Tuesday, 13 August 2013

Native Label the seed of Africa's Strife


By Aghogho Akpome

Define and Rule: Native as Political Identity (Wits University Press) by distinguished Ugandan academic Mahmood Mamdani is a quintessential postcolonial text. It is a worthwhile contribution to the vast body of scholarship that - put simply - challenges the authority of colonial intellectualism and knowledge, and examines the lingering effects of imperialism on formerly colonised territories.
In this book, Mamdani discusses how the identities of indigenous peoples (tagged "native" and "tribe") were formulated ideologically and invested with enduring legal and cultural force on the basis of bogus anthropological and ethnographic theories that served the selfish political interests of British Indirect Rule.
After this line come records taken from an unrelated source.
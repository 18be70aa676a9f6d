//! Ingestion error types

use thiserror::Error;

/// Ingestion errors
#[derive(Debug, Error)]
pub enum IngestionError {
    /// Source path does not exist
    #[error("source path '{path}' does not exist")]
    SourceNotFound {
        /// Configured path
        path: String,
    },

    /// Source path is neither a regular file nor a directory
    #[error("source path '{path}' is not a file or directory")]
    NotReadable {
        /// Configured path
        path: String,
    },

    /// Directory traversal failed
    #[error("failed to walk '{path}': {message}")]
    Walk {
        /// Path being walked
        path: String,
        /// Error message
        message: String,
    },

    /// A source file could not be read
    #[error("failed to read '{path}': {message}")]
    Read {
        /// File path
        path: String,
        /// Error message
        message: String,
    },
}

/// Ingestion Result type alias
pub type Result<T> = std::result::Result<T, IngestionError>;
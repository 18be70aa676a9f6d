//! Pipeline metrics collection
//!
//! Prometheus counters/histograms for the load pipeline plus an in-memory
//! aggregator for the end-of-run summary.

use metrics::counter;

/// Record ingested records per source
pub fn record_records_ingested(source_id: &str, count: usize) {
    counter!(
        "memloader_records_ingested_total",
        "source" => source_id.to_string()
    )
    .increment(count as u64);
}

/// Record segments produced by one split pass
pub fn record_segments_produced(count: usize) {
    counter!("memloader_segments_produced_total").increment(count as u64);
}

/// Record a segment submission outcome
pub fn record_segment_submitted(success: bool) {
    let status = if success { "saved" } else { "declined" };
    counter!(
        "memloader_segments_submitted_total",
        "status" => status.to_string()
    )
    .increment(1);
}

/// Record memory creation
pub fn record_memory_created() {
    counter!("memloader_memories_created_total").increment(1);
}

/// Session metrics aggregator
///
/// Aggregates in memory, for statistics and summary output.
#[derive(Debug, Clone, Default)]
pub struct SessionMetricsAggregator {
    /// Total source records ingested
    pub total_records: u64,

    /// Total segments after splitting
    pub total_segments: u64,

    /// Records that needed splitting (more than one segment)
    pub records_expanded: u64,

    /// Segments acknowledged by the store
    pub saved: u64,

    /// Segments the store declined
    pub nacked: u64,

    /// Failed submissions
    pub failed: u64,

    /// Token count statistics per segment
    pub segment_token_stats: RunningStats,

    /// Segments-per-record statistics
    pub segments_per_record_stats: RunningStats,
}

impl SessionMetricsAggregator {
    /// Create a new aggregator
    pub fn new() -> Self {
        Self::default()
    }

    /// Update with one record's split outcome
    pub fn record_split(&mut self, segment_count: usize, segment_tokens: &[usize]) {
        self.total_records += 1;
        self.total_segments += segment_count as u64;
        if segment_count > 1 {
            self.records_expanded += 1;
        }
        self.segments_per_record_stats.push(segment_count as f64);
        for tokens in segment_tokens {
            self.segment_token_stats.push(*tokens as f64);
        }
    }

    /// Update with one submission outcome
    pub fn record_submission(&mut self, saved: bool) {
        if saved {
            self.saved += 1;
        } else {
            self.nacked += 1;
        }
    }

    /// Update with one failed submission
    pub fn record_failure(&mut self) {
        self.failed += 1;
    }

    /// Produce a summary report
    pub fn summary(&self) -> MetricsSummary {
        MetricsSummary {
            total_records: self.total_records,
            total_segments: self.total_segments,
            records_expanded: self.records_expanded,
            saved: self.saved,
            nacked: self.nacked,
            failed: self.failed,
            save_rate: if self.total_segments > 0 {
                self.saved as f64 / self.total_segments as f64 * 100.0
            } else {
                0.0
            },
            segment_tokens: StatsSummary::from(&self.segment_token_stats),
            segments_per_record: StatsSummary::from(&self.segments_per_record_stats),
        }
    }

    /// Reset statistics
    pub fn reset(&mut self) {
        *self = Self::default();
    }
}

/// Metrics summary
#[derive(Debug, Clone, Default)]
pub struct MetricsSummary {
    pub total_records: u64,
    pub total_segments: u64,
    pub records_expanded: u64,
    pub saved: u64,
    pub nacked: u64,
    pub failed: u64,
    pub save_rate: f64,
    pub segment_tokens: StatsSummary,
    pub segments_per_record: StatsSummary,
}

impl std::fmt::Display for MetricsSummary {
    fn fmt(&self, f: &mut std::fmt::Formatter<'_>) -> std::fmt::Result {
        writeln!(f, "=== Session Summary ===")?;
        writeln!(f, "Records ingested: {}", self.total_records)?;
        writeln!(
            f,
            "Segments produced: {} ({} records split)",
            self.total_segments, self.records_expanded
        )?;
        writeln!(f, "Saved: {} ({:.2}%)", self.saved, self.save_rate)?;
        writeln!(f, "Declined: {}", self.nacked)?;
        writeln!(f, "Failed: {}", self.failed)?;
        writeln!(f, "Segment tokens: {}", self.segment_tokens)?;
        writeln!(f, "Segments per record: {}", self.segments_per_record)?;
        Ok(())
    }
}

/// Statistics summary
#[derive(Debug, Clone, Default)]
pub struct StatsSummary {
    pub count: u64,
    pub min: f64,
    pub max: f64,
    pub mean: f64,
    pub std_dev: f64,
}

impl From<&RunningStats> for StatsSummary {
    fn from(stats: &RunningStats) -> Self {
        Self {
            count: stats.count(),
            min: stats.min(),
            max: stats.max(),
            mean: stats.mean(),
            std_dev: stats.std_dev(),
        }
    }
}

impl std::fmt::Display for StatsSummary {
    fn fmt(&self, f: &mut std::fmt::Formatter<'_>) -> std::fmt::Result {
        if self.count == 0 {
            write!(f, "N/A")
        } else {
            write!(
                f,
                "min={:.3}, max={:.3}, mean={:.3}, std={:.3} (n={})",
                self.min, self.max, self.mean, self.std_dev, self.count
            )
        }
    }
}

/// Online statistics calculator (Welford's algorithm)
#[derive(Debug, Clone, Default)]
pub struct RunningStats {
    count: u64,
    mean: f64,
    m2: f64,
    min: f64,
    max: f64,
}

impl RunningStats {
    /// Add a new value
    pub fn push(&mut self, value: f64) {
        self.count += 1;

        if self.count == 1 {
            self.min = value;
            self.max = value;
            self.mean = value;
            self.m2 = 0.0;
        } else {
            self.min = self.min.min(value);
            self.max = self.max.max(value);

            let delta = value - self.mean;
            self.mean += delta / self.count as f64;
            let delta2 = value - self.mean;
            self.m2 += delta * delta2;
        }
    }

    /// Sample count
    pub fn count(&self) -> u64 {
        self.count
    }

    /// Mean
    pub fn mean(&self) -> f64 {
        if self.count == 0 {
            0.0
        } else {
            self.mean
        }
    }

    /// Variance
    pub fn variance(&self) -> f64 {
        if self.count < 2 {
            0.0
        } else {
            self.m2 / (self.count - 1) as f64
        }
    }

    /// Standard deviation
    pub fn std_dev(&self) -> f64 {
        self.variance().sqrt()
    }

    /// Minimum
    pub fn min(&self) -> f64 {
        self.min
    }

    /// Maximum
    pub fn max(&self) -> f64 {
        self.max
    }
}

#[cfg(test)]
mod tests {
    use super::*;

    #[test]
    fn test_running_stats() {
        let mut stats = RunningStats::default();

        stats.push(1.0);
        stats.push(2.0);
        stats.push(3.0);
        stats.push(4.0);
        stats.push(5.0);

        assert_eq!(stats.count(), 5);
        assert!((stats.mean() - 3.0).abs() < 1e-10);
        assert!((stats.min() - 1.0).abs() < 1e-10);
        assert!((stats.max() - 5.0).abs() < 1e-10);
        assert!((stats.variance() - 2.5).abs() < 1e-10);
    }

    #[test]
    fn test_aggregator_update() {
        let mut aggregator = SessionMetricsAggregator::new();

        aggregator.record_split(3, &[1200, 900, 400]);
        aggregator.record_split(1, &[150]);
        aggregator.record_submission(true);
        aggregator.record_submission(true);
        aggregator.record_submission(false);
        aggregator.record_failure();

        assert_eq!(aggregator.total_records, 2);
        assert_eq!(aggregator.total_segments, 4);
        assert_eq!(aggregator.records_expanded, 1);
        assert_eq!(aggregator.saved, 2);
        assert_eq!(aggregator.nacked, 1);
        assert_eq!(aggregator.failed, 1);
        assert_eq!(aggregator.segment_token_stats.count(), 4);
    }

    #[test]
    fn test_summary_display() {
        let mut aggregator = SessionMetricsAggregator::new();
        aggregator.record_split(2, &[100, 50]);
        aggregator.record_submission(true);
        aggregator.record_submission(true);

        let output = format!("{}", aggregator.summary());
        assert!(output.contains("Records ingested: 1"));
        assert!(output.contains("Saved: 2 (100.00%)"));
        assert!(output.contains("Segments per record"));
    }
}
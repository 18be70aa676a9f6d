//! MockMemoryStore - in-process store for tests and dry runs

use std::sync::atomic::{AtomicU64, Ordering};
use std::sync::Mutex;

use contracts::{ContractError, MemoryHandle, MemoryStore};
use tracing::debug;

/// In-memory stand-in for the remote memory service.
///
/// Records every update payload it receives and can be scripted to fail or
/// decline specific submissions.
pub struct MockMemoryStore {
    memory_id: String,
    create_calls: AtomicU64,
    update_calls: AtomicU64,
    payloads: Mutex<Vec<String>>,
    fail_create: bool,
    fail_payloads_containing: Option<String>,
    decline_all: bool,
}

impl MockMemoryStore {
    /// Create a mock that hands out `memory_id` on create
    pub fn new(memory_id: impl Into<String>) -> Self {
        Self {
            memory_id: memory_id.into(),
            create_calls: AtomicU64::new(0),
            update_calls: AtomicU64::new(0),
            payloads: Mutex::new(Vec::new()),
            fail_create: false,
            fail_payloads_containing: None,
            decline_all: false,
        }
    }

    /// Script create() to fail
    pub fn fail_create(mut self) -> Self {
        self.fail_create = true;
        self
    }

    /// Script update() to fail for payloads containing `needle`
    pub fn fail_payloads_containing(mut self, needle: impl Into<String>) -> Self {
        self.fail_payloads_containing = Some(needle.into());
        self
    }

    /// Script update() to answer every submission with a negative ack
    pub fn decline_all(mut self) -> Self {
        self.decline_all = true;
        self
    }

    /// Number of create() calls so far
    pub fn create_calls(&self) -> u64 {
        self.create_calls.load(Ordering::SeqCst)
    }

    /// Number of update() calls so far
    pub fn update_calls(&self) -> u64 {
        self.update_calls.load(Ordering::SeqCst)
    }

    /// Copies of every payload received so far
    pub fn payloads(&self) -> Vec<String> {
        self.payloads.lock().unwrap().clone()
    }
}

impl MemoryStore for MockMemoryStore {
    async fn create(&self) -> Result<MemoryHandle, ContractError> {
        self.create_calls.fetch_add(1, Ordering::SeqCst);
        if self.fail_create {
            return Err(ContractError::store_create("mock create failure"));
        }
        debug!(memory = %self.memory_id, "mock memory created");
        Ok(MemoryHandle::new(&self.memory_id))
    }

    async fn update(
        &self,
        handle: &MemoryHandle,
        payload: &str,
        _budget: usize,
    ) -> Result<bool, ContractError> {
        self.update_calls.fetch_add(1, Ordering::SeqCst);
        if let Some(needle) = &self.fail_payloads_containing {
            if payload.contains(needle.as_str()) {
                return Err(ContractError::store_update(
                    handle.as_str(),
                    "mock update failure",
                ));
            }
        }
        self.payloads.lock().unwrap().push(payload.to_string());
        Ok(!self.decline_all)
    }
}
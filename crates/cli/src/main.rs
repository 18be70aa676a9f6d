//! # Memloader CLI
//!
//! Command-line entry point.
//!
//! Provides:
//! - Configuration loading and validation
//! - Pipeline orchestration and lifecycle management
//! - Graceful shutdown handling

mod cli;
mod commands;
mod pipeline;

use anyhow::Result;
use clap::Parser;
use tracing::info;
use tracing_subscriber::Layer;

use cli::{Cli, Commands};
use commands::{run_info, run_pipeline, run_validate};

#[tokio::main]
async fn main() -> Result<()> {
    // Load .env file if present
    dotenvy::dotenv().ok();

    let cli = Cli::parse();

    // Initialize logging based on CLI options
    init_logging(&cli)?;

    info!(version = env!("CARGO_PKG_VERSION"), "Memloader starting");

    // Execute command
    let result = match &cli.command {
        Commands::Run(args) => run_pipeline(args).await,
        Commands::Validate(args) => run_validate(args),
        Commands::Info(args) => run_info(args),
    };

    if let Err(ref e) = result {
        tracing::error!(error = %e, "Command failed");
    }

    result
}

/// Initialize logging based on CLI options
fn init_logging(cli: &Cli) -> Result<()> {
    use tracing_subscriber::{fmt, layer::SubscriberExt, util::SubscriberInitExt, EnvFilter};

    let filter = if cli.quiet {
        EnvFilter::new("warn")
    } else {
        let default_level = match cli.verbose {
            0 => "info",
            1 => "debug",
            _ => "trace",
        };
        EnvFilter::try_from_default_env().unwrap_or_else(|_| EnvFilter::new(default_level))
    };

    let fmt_layer = match cli.log_format {
        cli::LogFormat::Json => fmt::layer()
            .json()
            .with_target(true)
            .with_thread_ids(true)
            .with_thread_names(true)
            .with_file(true)
            .with_line_number(true)
            .boxed(),
        cli::LogFormat::Pretty => fmt::layer().pretty().boxed(),
        cli::LogFormat::Compact => fmt::layer().compact().boxed(),
    };

    tracing_subscriber::registry()
        .with(filter)
        .with(fmt_layer)
        .try_init()
        .map_err(|e| anyhow::anyhow!("Failed to initialize logging: {}", e))?;

    Ok(())
}
//! HttpMemoryStore - REST client for the remote memory service

use contracts::{ContractError, MemoryHandle, MemoryStore, StoreConfig};
use reqwest::Client;
use serde::{Deserialize, Serialize};
use tracing::{debug, instrument, warn};

const ACCESS_TOKEN_HEADER: &str = "X-Access-Token";

#[derive(Debug, Deserialize)]
struct CreateResponse {
    id: Option<String>,
}

#[derive(Debug, Serialize)]
struct UpdateRequest<'a> {
    input: &'a str,
    max_token: usize,
}

#[derive(Debug, Deserialize)]
struct UpdateResponse {
    #[serde(default)]
    saved: bool,
}

/// Store client over the memory service REST API.
///
/// `create` allocates a memory (`POST {endpoint}/memories`), `update` appends
/// a payload to it (`PUT {endpoint}/memories/{id}`). Every request carries the
/// access token header.
pub struct HttpMemoryStore {
    client: Client,
    endpoint: String,
    api_token: String,
}

impl HttpMemoryStore {
    /// Create a client for the service at `endpoint`
    pub fn new(endpoint: impl Into<String>, api_token: impl Into<String>) -> Self {
        let endpoint = endpoint.into();
        Self {
            endpoint: endpoint.trim_end_matches('/').to_string(),
            api_token: api_token.into(),
            client: Client::new(),
        }
    }

    /// Create a client from store configuration
    pub fn from_config(config: &StoreConfig) -> Self {
        Self::new(&config.endpoint, &config.api_token)
    }

    fn memories_url(&self) -> String {
        format!("{}/memories", self.endpoint)
    }

    fn memory_url(&self, handle: &MemoryHandle) -> String {
        format!("{}/memories/{}", self.endpoint, handle)
    }
}

impl MemoryStore for HttpMemoryStore {
    #[instrument(name = "store_create", skip(self))]
    async fn create(&self) -> Result<MemoryHandle, ContractError> {
        let response = self
            .client
            .post(self.memories_url())
            .header(ACCESS_TOKEN_HEADER, &self.api_token)
            .send()
            .await
            .map_err(|e| ContractError::store_connection(e.to_string()))?
            .error_for_status()
            .map_err(|e| ContractError::store_create(e.to_string()))?;

        let body: CreateResponse = response
            .json()
            .await
            .map_err(|e| ContractError::store_create(e.to_string()))?;

        match body.id {
            Some(id) if !id.is_empty() => {
                debug!(memory = %id, "memory created");
                Ok(MemoryHandle::new(id))
            }
            _ => Err(ContractError::store_create(
                "service returned no memory id",
            )),
        }
    }

    #[instrument(
        name = "store_update",
        skip(self, payload),
        fields(memory = %handle, bytes = payload.len())
    )]
    async fn update(
        &self,
        handle: &MemoryHandle,
        payload: &str,
        budget: usize,
    ) -> Result<bool, ContractError> {
        let request = UpdateRequest {
            input: payload,
            max_token: budget,
        };

        let response = self
            .client
            .put(self.memory_url(handle))
            .header(ACCESS_TOKEN_HEADER, &self.api_token)
            .json(&request)
            .send()
            .await
            .map_err(|e| ContractError::store_connection(e.to_string()))?
            .error_for_status()
            .map_err(|e| ContractError::store_update(handle.as_str(), e.to_string()))?;

        let body: UpdateResponse = response
            .json()
            .await
            .map_err(|e| ContractError::store_update(handle.as_str(), e.to_string()))?;

        if !body.saved {
            warn!(memory = %handle, "service declined payload");
        }
        Ok(body.saved)
    }
}
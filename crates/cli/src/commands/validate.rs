//! `validate` command implementation.

use anyhow::{Context, Result};
use serde::Serialize;
use tracing::info;

use crate::cli::ValidateArgs;

/// Validation result for JSON output
#[derive(Serialize)]
struct ValidationResult {
    valid: bool,
    config_path: String,
    #[serde(skip_serializing_if = "Option::is_none")]
    error: Option<String>,
    #[serde(skip_serializing_if = "Option::is_none")]
    warnings: Option<Vec<String>>,
    #[serde(skip_serializing_if = "Option::is_none")]
    summary: Option<ConfigSummary>,
}

#[derive(Serialize)]
struct ConfigSummary {
    version: String,
    endpoint: String,
    source_count: usize,
    max_tokens: usize,
    batch_size: usize,
}

/// Execute the `validate` command
pub fn run_validate(args: &ValidateArgs) -> Result<()> {
    info!(config = %args.config.display(), "Validating configuration");

    let result = validate_config(args);

    if args.json {
        let json = serde_json::to_string_pretty(&result)
            .context("Failed to serialize validation result")?;
        println!("{}", json);
    } else {
        print_validation_result(&result);
    }

    if result.valid {
        Ok(())
    } else {
        anyhow::bail!("Configuration validation failed")
    }
}

fn validate_config(args: &ValidateArgs) -> ValidationResult {
    let config_path = args.config.display().to_string();

    // Check file exists
    if !args.config.exists() {
        return ValidationResult {
            valid: false,
            config_path,
            error: Some(format!("File not found: {}", args.config.display())),
            warnings: None,
            summary: None,
        };
    }

    // Try to load and validate
    match config_loader::ConfigLoader::load_from_path(&args.config) {
        Ok(blueprint) => {
            let warnings = collect_warnings(&blueprint);

            ValidationResult {
                valid: true,
                config_path,
                error: None,
                warnings: if warnings.is_empty() {
                    None
                } else {
                    Some(warnings)
                },
                summary: Some(ConfigSummary {
                    version: format!("{:?}", blueprint.version),
                    endpoint: blueprint.store.endpoint.clone(),
                    source_count: blueprint.sources.len(),
                    max_tokens: blueprint.session.max_tokens,
                    batch_size: blueprint.session.batch_size,
                }),
            }
        }
        Err(e) => ValidationResult {
            valid: false,
            config_path,
            error: Some(e.to_string()),
            warnings: None,
            summary: None,
        },
    }
}

/// Collect configuration warnings (non-fatal issues)
fn collect_warnings(blueprint: &contracts::SessionBlueprint) -> Vec<String> {
    let mut warnings = Vec::new();

    // Check for empty sources
    if blueprint.sources.is_empty() {
        warnings.push("No sources configured - nothing will be loaded".to_string());
    }

    // Check store credentials
    if blueprint.store.api_token.is_empty() {
        warnings.push("store.api_token is empty - requests will be unauthenticated".to_string());
    }

    // Check for suspiciously small budgets
    if blueprint.session.max_tokens < 16 {
        warnings.push(format!(
            "session.max_tokens = {} is very small - most records will shatter into tiny segments",
            blueprint.session.max_tokens
        ));
    }

    warnings
}

fn print_validation_result(result: &ValidationResult) {
    if result.valid {
        println!("✓ Configuration is valid: {}", result.config_path);

        if let Some(ref summary) = result.summary {
            println!("\n  Version: {}", summary.version);
            println!("  Endpoint: {}", summary.endpoint);
            println!("  Sources: {}", summary.source_count);
            println!("  Token budget: {}", summary.max_tokens);
            println!("  Batch size: {}", summary.batch_size);
        }

        if let Some(ref warnings) = result.warnings {
            println!("\n⚠ Warnings:");
            for warning in warnings {
                println!("  - {}", warning);
            }
        }
    } else {
        println!("✗ Configuration is invalid: {}", result.config_path);
        if let Some(ref error) = result.error {
            println!("\n  Error: {}", error);
        }
    }
}

#[cfg(test)]
mod tests {
    use super::*;
    use std::io::Write;
    use std::path::PathBuf;

    fn args_for(path: PathBuf) -> ValidateArgs {
        ValidateArgs {
            config: path,
            json: false,
        }
    }

    #[test]
    fn test_validate_missing_file() {
        let args = args_for(PathBuf::from("/nonexistent/config.toml"));
        let result = validate_config(&args);
        assert!(!result.valid);
        assert!(result.error.unwrap().contains("File not found"));
    }

    #[test]
    fn test_validate_good_config_with_warnings() {
        let mut file = tempfile::Builder::new()
            .suffix(".toml")
            .tempfile()
            .unwrap();
        write!(
            file,
            r#"
[store]
endpoint = "http://localhost:8080"
api_token = ""

[[sources]]
id = "docs"
path = "./docs"
"#
        )
        .unwrap();

        let args = args_for(file.path().to_path_buf());
        let result = validate_config(&args);
        assert!(result.valid);
        let warnings = result.warnings.unwrap();
        assert!(warnings.iter().any(|w| w.contains("api_token")));
    }
}
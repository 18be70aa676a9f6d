//! # Memstore
//!
//! Memory store clients and session lifecycle.
//!
//! A [`MemorySession`] wraps any [`contracts::MemoryStore`] and establishes
//! the memory handle exactly once per run. The HTTP client talks to a remote
//! memory service; the mock store keeps everything in process for tests and
//! dry runs.

#[cfg(feature = "remote")]
mod http_client;
mod mock_client;
mod session;

#[cfg(feature = "remote")]
pub use http_client::HttpMemoryStore;
pub use mock_client::MockMemoryStore;
pub use session::MemorySession;
//! Split-point scoring
//!
//! The position weight is a binomial probability mass shaped bell over a
//! fixed 30-step domain: it discourages splits near either end of the text
//! and peaks at the middle. Factorials are approximated with Stirling's
//! formula, which is plenty accurate for a domain of 30, and the 31 possible
//! domain values are precomputed once per process.

use std::sync::LazyLock;

/// Fixed binomial domain size.
const DOMAIN: usize = 30;

/// Stirling's approximation of `n!`: `(n/e)^n * sqrt(2*pi*n)`.
fn stirling(n: f64) -> f64 {
    (n / std::f64::consts::E).powf(n) * (2.0 * std::f64::consts::PI * n).sqrt()
}

/// Precomputed `sqrt(C(30, k) * 0.5^30)` for every domain value.
///
/// Index 0 and 30 stay at 0.0: the successes parameter is always mapped into
/// the interior of the domain.
static POSITION_WEIGHTS: LazyLock<[f64; DOMAIN + 1]> = LazyLock::new(|| {
    let mut table = [0.0; DOMAIN + 1];
    let n = DOMAIN as f64;
    for (k, slot) in table.iter_mut().enumerate().take(DOMAIN).skip(1) {
        let k = k as f64;
        let binomial = stirling(n) / (stirling(k) * stirling(n - k));
        *slot = (binomial * 0.5_f64.powi(DOMAIN as i32)).sqrt();
    }
    table
});

/// Position weight for splitting a `len`-char text at char `index`.
///
/// The fractional position is mapped onto the binomial domain:
/// `k = (30 - 2) * index / len + 1`, quantized to the nearest table entry.
pub(crate) fn position_weight(index: usize, len: usize) -> f64 {
    debug_assert!(len > 0 && index < len);
    let fraction = index as f64 / len as f64;
    let k = ((DOMAIN as f64 - 2.0) * fraction + 1.0).round() as usize;
    POSITION_WEIGHTS[k.clamp(1, DOMAIN - 1)]
}

#[cfg(test)]
mod tests {
    use super::*;

    #[test]
    fn test_table_peaks_at_center() {
        let table = &*POSITION_WEIGHTS;
        let peak = table
            .iter()
            .enumerate()
            .max_by(|a, b| a.1.total_cmp(b.1))
            .map(|(k, _)| k)
            .unwrap();
        assert_eq!(peak, DOMAIN / 2);
    }

    #[test]
    fn test_table_is_symmetric() {
        let table = &*POSITION_WEIGHTS;
        for k in 1..DOMAIN {
            let mirror = DOMAIN - k;
            assert!(
                (table[k] - table[mirror]).abs() < 1e-9,
                "table[{k}] != table[{mirror}]"
            );
        }
    }

    #[test]
    fn test_interior_weights_positive() {
        for k in 1..DOMAIN {
            assert!(POSITION_WEIGHTS[k] > 0.0, "table[{k}] not positive");
        }
    }

    #[test]
    fn test_center_beats_edges() {
        let len = 1000;
        let edge = position_weight(1, len);
        let center = position_weight(len / 2, len);
        assert!(center > edge * 100.0);
    }

    #[test]
    fn test_stirling_close_to_factorial() {
        // 10! = 3628800; Stirling is within ~1%
        let approx = stirling(10.0);
        let exact = 3_628_800.0;
        assert!((approx - exact).abs() / exact < 0.01);
    }
}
The book's title - a pun on the political catchphrase, "divide and rule" - reflects one of Mamdani's main didactic objectives: to demonstrate, practically, how the actions of colonisers are responsible (at least in part) for some of the endemic social discords that continue to plague the formerly colonised world.
This small book (only 154 pages, including long notes and an index) has three chapters, the first of which is titled Nativism: The Theory. Here, Mamdani focuses on the intellectual work of Henry Maine, a 19th-century English jurist and historian whose ideas, according to Mamdani, strongly influenced the policies and practices of British colonialism during the crucial period of the mid- to late 1900 '0s.
During this time, the British empire experienced uprisings in India (1857) and Jamaica (1865) that indicated, in Mamdani's words, "a crisis of mission, and a crisis of justification", and that resulted in the reconsideration of the colonial enterprise "from civilisation to conservation and from progress to order". Mamdani claims that the theories offered by Maine were central to the reorganisation upon which indirect rule was founded.
A key implication of these ideas, Mamdani demonstrates, is the definition of indigenous peoples, or natives, in terms that are essentially oppositional to settlers. Thus, "if the settler was modern, the native was not; if history defined the settler, geography defined the native; if legislation and sanction defined modern political society, habitual observance defined that of the native". To account for this conclusion, Mamdani devotes the bulk of chapter one to detailed analyses of various aspects of Maine's lectures and writings on indigenous Indian history, customs and laws as well as the latter's reflections on the history of human civilisation and the empire's administrative crises.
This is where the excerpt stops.